На всем этом фоне выделялась одна весьма оригинальная личность — священник из Сан-Валентина[1], местечка, расположенного в трех четвертях часа ходьбы от нас. Священник этот любил бывать у моих родителей. Почти каждый день после прогулки он приходил к нам и просиживал у нас довольно долго. Это был здоровый, широкоплечий человек, являвший собой тип либерального католического священника, отличающегося терпимостью и доброжелательностью. Весьма остроумный, он охотно шутил и любил, когда вокруг него смеялись. И даже после его ухода люди долго еще радовались, вспоминая его шутки. Человек практического ума, он любил давать добрые практические советы. Наша семья долго пользовалась одним из них. По обе стороны полотна железной дороги в Потшахе росли белые акации. Однажды, когда мы шли по тропинке, идущей вдоль этих деревьев, священник вдруг воскликнул: "Ах, какие красивые цветки акации!". Мгновенно забравшись на дерево, он нарвал изрядное количество этих цветков, затем развернул свой огромный красный носовой платок — он был страстным нюхальщиком табака, — тщательно завернул в него свою добычу и сунул узелок под мышку. "Вам повезло, что у вас столько акаций", — сказал он. Отец мой, весьма изумленный, заметил: "Нам-то какая польза от них?" — "Ка-а-к? — возразил священник. — Разве вы не знаете, что цветки акации можно готовить точно так же, как бузину? А на вкус они даже лучше, потому что гораздо тоньше аромат". С этого дня на нашем обеденном столе стали появляться, когда к этому представлялся случай, цветки акации.
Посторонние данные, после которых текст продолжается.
//! Error types for the feed engine

use std::time::Duration;

use campus_feed_traits::StoreError;
use thiserror::Error;

/// Page fetch failure. The feed moves to `Errored` and can be retried.
#[derive(Error, Debug, Clone, PartialEq, Eq)]
pub enum FeedError {
    #[error("Fetch failed: {0}")]
    Fetch(#[from] StoreError),

    #[error("Fetch timed out after {}ms", .0.as_millis())]
    Timeout(Duration),
}

impl FeedError {
    pub fn is_permission_denied(&self) -> bool {
        matches!(self, FeedError::Fetch(err) if err.is_permission_denied())
    }

    /// Permission failures are not retried automatically.
    pub fn is_retryable(&self) -> bool {
        !self.is_permission_denied()
    }

    /// Message suitable for the feed's error banner.
    pub fn user_message(&self) -> &'static str {
        if self.is_permission_denied() {
            "You don't have access to this feed."
        } else {
            "Couldn't load posts. Tap to retry."
        }
    }
}

/// Vote, favorite or delete failure. Local state has already been rolled
/// back when this is returned.
#[derive(Error, Debug, Clone, PartialEq, Eq)]
pub enum MutationError {
    #[error("Another action on item {0} is still in flight")]
    InFlight(String),

    #[error("Item {0} is not in this feed")]
    UnknownItem(String),

    #[error("Sign in to interact with posts")]
    SignedOut,

    #[error("Mutation failed: {0}")]
    Remote(#[from] StoreError),

    #[error("Mutation timed out after {}ms", .0.as_millis())]
    Timeout(Duration),
}

impl MutationError {
    pub fn is_permission_denied(&self) -> bool {
        matches!(self, MutationError::Remote(err) if err.is_permission_denied())
    }

    /// True when the action was refused before touching local state.
    pub fn is_rejected(&self) -> bool {
        matches!(
            self,
            MutationError::InFlight(_) | MutationError::UnknownItem(_) | MutationError::SignedOut
        )
    }

    /// Message suitable for a transient notification.
    pub fn user_message(&self) -> &'static str {
        match self {
            MutationError::SignedOut => "Sign in to vote or save posts.",
            _ if self.is_permission_denied() => "You're not allowed to do that.",
            MutationError::InFlight(_) => "Hang on, still saving your last action.",
            _ => "Couldn't save your change. Please try again.",
        }
    }
}
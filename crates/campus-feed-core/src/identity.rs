//! Fixed identity provider for tests and command-line use.

use async_trait::async_trait;
use campus_feed_models::Viewer;
use campus_feed_traits::{IdentityProvider, SessionState};
use parking_lot::RwLock;

/// Identity whose session is set explicitly.
pub struct StaticIdentity {
    session: RwLock<SessionState>,
}

impl StaticIdentity {
    pub fn signed_in(viewer: Viewer) -> Self {
        Self {
            session: RwLock::new(SessionState::Authenticated(viewer)),
        }
    }

    pub fn signed_out() -> Self {
        Self {
            session: RwLock::new(SessionState::Unauthenticated),
        }
    }

    pub fn set(&self, session: SessionState) {
        *self.session.write() = session;
    }
}

#[async_trait]
impl IdentityProvider for StaticIdentity {
    async fn session(&self) -> SessionState {
        self.session.read().clone()
    }
}
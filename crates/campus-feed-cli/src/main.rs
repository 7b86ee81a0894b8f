mod cli;
mod commands;
mod output;

use anyhow::Result;
use clap::Parser;
use cli::{Cli, Commands};
use tracing_subscriber::EnvFilter;

#[tokio::main]
async fn main() -> Result<()> {
    let cli = Cli::parse();

    // Logs go to stderr so JSON output on stdout stays parseable.
    let default_filter = if cli.verbose {
        "warn,campus_feed=debug"
    } else {
        "warn,campus_feed=info"
    };
    tracing_subscriber::fmt()
        .with_env_filter(
            EnvFilter::try_from_default_env().unwrap_or_else(|_| default_filter.into()),
        )
        .with_writer(std::io::stderr)
        .with_target(false)
        .init();

    let config = commands::load_config(cli.config.as_deref())?;
    let store = commands::open_store(&cli.db_path)?;

    match cli.command {
        Commands::Seed(args) => commands::seed::run(&store, args, cli.format),
        Commands::Browse(args) => commands::browse::run(store, config, args, cli.format).await,
        Commands::Vote(args) => commands::interact::vote(store, config, args, cli.format).await,
        Commands::Favorite(args) => {
            commands::interact::favorite(store, config, args, cli.format).await
        }
        Commands::Delete(args) => commands::interact::delete(store, config, args, cli.format).await,
    }
}
//! Identity provider abstraction.

use async_trait::async_trait;
use campus_feed_models::Viewer;
use serde::{Deserialize, Serialize};

/// Where the auth provider is in resolving the current user.
#[derive(Debug, Clone, PartialEq, Eq, Serialize, Deserialize)]
#[serde(tag = "status", content = "viewer", rename_all = "snake_case")]
pub enum SessionState {
    Unauthenticated,
    Authenticating,
    Authenticated(Viewer),
}

#[async_trait]
pub trait IdentityProvider: Send + Sync {
    async fn session(&self) -> SessionState;

    /// The signed-in viewer, if resolution has finished with one.
    async fn current_viewer(&self) -> Option<Viewer> {
        match self.session().await {
            SessionState::Authenticated(viewer) => Some(viewer),
            SessionState::Unauthenticated | SessionState::Authenticating => None,
        }
    }
}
В Потшахе у моих родителей родились еще дочь и сын[2]. Больше детей не было.
Будучи совсем маленьким, я обладал весьма своеобразной привычкой. Как только я научился есть самостоятельно, на меня приходилось обращать особое внимание, потому что у меня сложилось представление, будто суповую тарелку или чашку можно использовать только один раз. Поэтому всякий раз после еды, если на меня не обращали внимания, я бросал тарелку или чашку под стол, где она и разбивалась. И если в этот момент появлялась мать, я встречал ее возгласом: "Мама, я уже кончил".
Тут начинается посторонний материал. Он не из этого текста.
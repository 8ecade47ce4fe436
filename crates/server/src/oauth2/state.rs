//! OAuth2 state shared by the HTTP handlers.

use crate::oauth2::flow::FlowController;
use crate::registry::CredentialRegistry;
use crate::session::{Session, SessionStore};
use std::sync::Arc;

/// Everything the authorization endpoints need: the flow controller over the
/// credential registry, and the store backing browser sessions.
#[derive(Clone)]
pub struct OAuth2State {
    pub flow: FlowController,
    pub sessions: Arc<dyn SessionStore>,
}

impl OAuth2State {
    pub fn new(registry: Arc<CredentialRegistry>, sessions: Arc<dyn SessionStore>) -> Self {
        Self {
            flow: FlowController::new(registry),
            sessions,
        }
    }

    pub fn session(&self, session_id: &str) -> Session<'_> {
        Session::new(self.sessions.as_ref(), session_id)
    }
}
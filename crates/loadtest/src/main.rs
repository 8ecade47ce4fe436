use goose::prelude::*;
use std::env;

fn access_token() -> String {
    env::var("ACCESS_TOKEN").unwrap_or_else(|_| "instructor-access-token".to_string())
}

async fn health_check(user: &mut GooseUser) -> TransactionResult {
    let _goose_metrics = user.get("/healthz").await?;
    Ok(())
}

async fn get_session_token(user: &mut GooseUser) -> TransactionResult {
    let _goose_metrics = user.get("/login/session_token").await?;
    Ok(())
}

async fn post_client_credentials(user: &mut GooseUser) -> TransactionResult {
    let params = [("grant_type", "client_credentials"), ("scope", "read")];
    let _goose_metrics = user.post_form("/login/oauth2/token", &params).await?;
    Ok(())
}

async fn post_refresh_token(user: &mut GooseUser) -> TransactionResult {
    let params = [("grant_type", "refresh_token"), ("refresh_token", "ignored")];
    let _goose_metrics = user.post_form("/login/oauth2/token", &params).await?;
    Ok(())
}

async fn get_users_self(user: &mut GooseUser) -> TransactionResult {
    let path = format!("/api/v1/users/self?access_token={}", access_token());
    let _goose_metrics = user.get(&path).await?;
    Ok(())
}

#[tokio::main]
async fn main() -> Result<(), GooseError> {
    if env::var("ACCESS_TOKEN").is_err() {
        println!("No ACCESS_TOKEN environment variable set, defaulting to 'instructor-access-token'");
    }

    GooseAttack::initialize()?
        .register_scenario(
            scenario!("HealthCheck").register_transaction(transaction!(health_check)),
        )
        .register_scenario(
            scenario!("TokenEndpoint")
                .register_transaction(transaction!(post_client_credentials))
                .register_transaction(transaction!(post_refresh_token))
                .register_transaction(transaction!(get_session_token)),
        )
        .register_scenario(
            scenario!("Introspection").register_transaction(transaction!(get_users_self)),
        )
        .execute()
        .await?;

    Ok(())
}
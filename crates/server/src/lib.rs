//! A mock Canvas LMS OAuth2 authorization server.
//!
//! Emulates the authorization-code flow an LMS integration expects so that
//! downstream applications can be developed and tested without a real identity
//! provider. Two synthetic identities (instructor and student) are bound to
//! static tokens taken from configuration.

pub mod api;
pub mod config;
pub mod error;
pub mod oauth2;
pub mod registry;
pub mod session;
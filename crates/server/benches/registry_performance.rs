use criterion::{Criterion, black_box, criterion_group, criterion_main};
use fake_canvas_oauth::config::{OAuthConfig, RoleConfig};
use fake_canvas_oauth::registry::CredentialRegistry;
use fake_canvas_oauth::session::{FlowContext, MemorySessionStore, Session};
use std::sync::Arc;
use std::time::Duration;

fn is_ci_mode() -> bool {
    std::env::var("CI").is_ok() || std::env::var("QUICK_BENCH").is_ok()
}

fn registry() -> CredentialRegistry {
    let config = OAuthConfig {
        instructor: RoleConfig {
            access_token: Some("instructor-access-token".into()),
            ..Default::default()
        },
        student: RoleConfig {
            access_token: Some("student-access-token".into()),
            ..Default::default()
        },
    };
    CredentialRegistry::from_config(&config).unwrap()
}

fn benchmark_code_operations(c: &mut Criterion) {
    c.bench_function("issue_code", |b| {
        let registry = registry();
        b.iter(|| black_box(registry.issue_code(black_box("instructor"))));
    });

    c.bench_function("resolve_code", |b| {
        let registry = registry();
        // Populate so lookups hit a realistically sized map
        for _ in 0..10_000 {
            registry.issue_code("student");
        }
        let code = registry.issue_code("student");

        b.iter(|| black_box(registry.resolve_code(black_box(&code))));
    });

    c.bench_function("role_for_access_token", |b| {
        let registry = registry();
        b.iter(|| black_box(registry.role_for_access_token(black_box(Some("student-access-token")))));
    });
}

fn benchmark_concurrent_issuance(c: &mut Criterion) {
    let threads = if is_ci_mode() { 2 } else { 8 };

    c.bench_function("concurrent_issue_code", |b| {
        let registry = Arc::new(registry());
        b.iter(|| {
            let handles: Vec<_> = (0..threads)
                .map(|_| {
                    let registry = registry.clone();
                    std::thread::spawn(move || {
                        for _ in 0..100 {
                            black_box(registry.issue_code("instructor"));
                        }
                    })
                })
                .collect();
            for handle in handles {
                handle.join().unwrap();
            }
        });
    });
}

fn benchmark_session_store(c: &mut Criterion) {
    c.bench_function("flow_context_save_load", |b| {
        let store = MemorySessionStore::default();
        let session = Session::new(&store, "bench-session".to_string());
        let context = FlowContext {
            client_id: Some("bench-client".into()),
            redirect_uri: Some("https://app.test/cb".into()),
            state: Some("xyz".into()),
            scope: None,
        };

        b.iter(|| {
            context.save(&session);
            black_box(FlowContext::load(&session));
        });
    });
}

fn config() -> Criterion {
    if is_ci_mode() {
        Criterion::default()
            .sample_size(10)
            .measurement_time(Duration::from_secs(1))
            .warm_up_time(Duration::from_millis(200))
    } else {
        Criterion::default()
    }
}

criterion_group!(
    name = benches;
    config = config();
    targets = benchmark_code_operations, benchmark_concurrent_issuance, benchmark_session_store
);
criterion_main!(benches);
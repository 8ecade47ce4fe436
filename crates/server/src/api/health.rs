//! Health check endpoint.

/// Tag for OpenAPI documentation.
pub const MISC_TAG: &str = "Miscellaneous";

/// Health check endpoint.
#[tracing::instrument()]
#[utoipa::path(
    method(get, head),
    path = "/healthz",
    tag = MISC_TAG,
    operation_id = "Health Check",
    summary = "Service health check",
    description = "Returns `ok` while the mock is accepting requests. Supports GET and HEAD.",
    responses(
        (status = 200, description = "Service is healthy", body = str, content_type = "text/plain", example = "ok")
    )
)]
pub async fn health() -> &'static str {
    "ok"
}
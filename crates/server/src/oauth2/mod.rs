//! Mock Canvas OAuth2 authorization server.
//!
//! Emulates the authorization-code dance a Canvas LMS integration expects,
//! without any real identity provider behind it.
//!
//! ## Endpoints
//!
//! - `GET /login/oauth2/auth` - Authorization endpoint
//! - `GET /login/oauth2/select-role` - Role selection page
//! - `POST /login/oauth2/select-role` - Commit the chosen role, redirect with a code
//! - `POST /login/oauth2/token` - Token endpoint
//! - `DELETE /login/oauth2/token` - Logout
//! - `GET /login/session_token` - Session URL
//! - `GET /api/v1/users/self` - Access token introspection

pub mod endpoints;
pub mod flow;
pub mod login;
mod state;

pub use endpoints::router;
pub use flow::FlowController;
pub use state::OAuth2State;

/// OpenAPI tag for OAuth2 endpoints
pub const OAUTH2_TAG: &str = "OAuth2";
Это не могло быть у меня жаждой разрушения, ибо с игрушками я обращался крайне осторожно и они долго сохранялись в хорошем виде. Особенно меня привлекали 1-e из них, которые и сегодня я считаю наилучшими: книжки с картинками из подвижных фигур, которые снизу при помощи ниток приводились в движение. Картинки, под которыми помещались маленькие рассказы, оживали по мере того, как фигуры начинали двигаться. Целыми часами просиживал я вместе с сестрой перед этими книжками и научился — как бы естественным образом — первым основам чтения.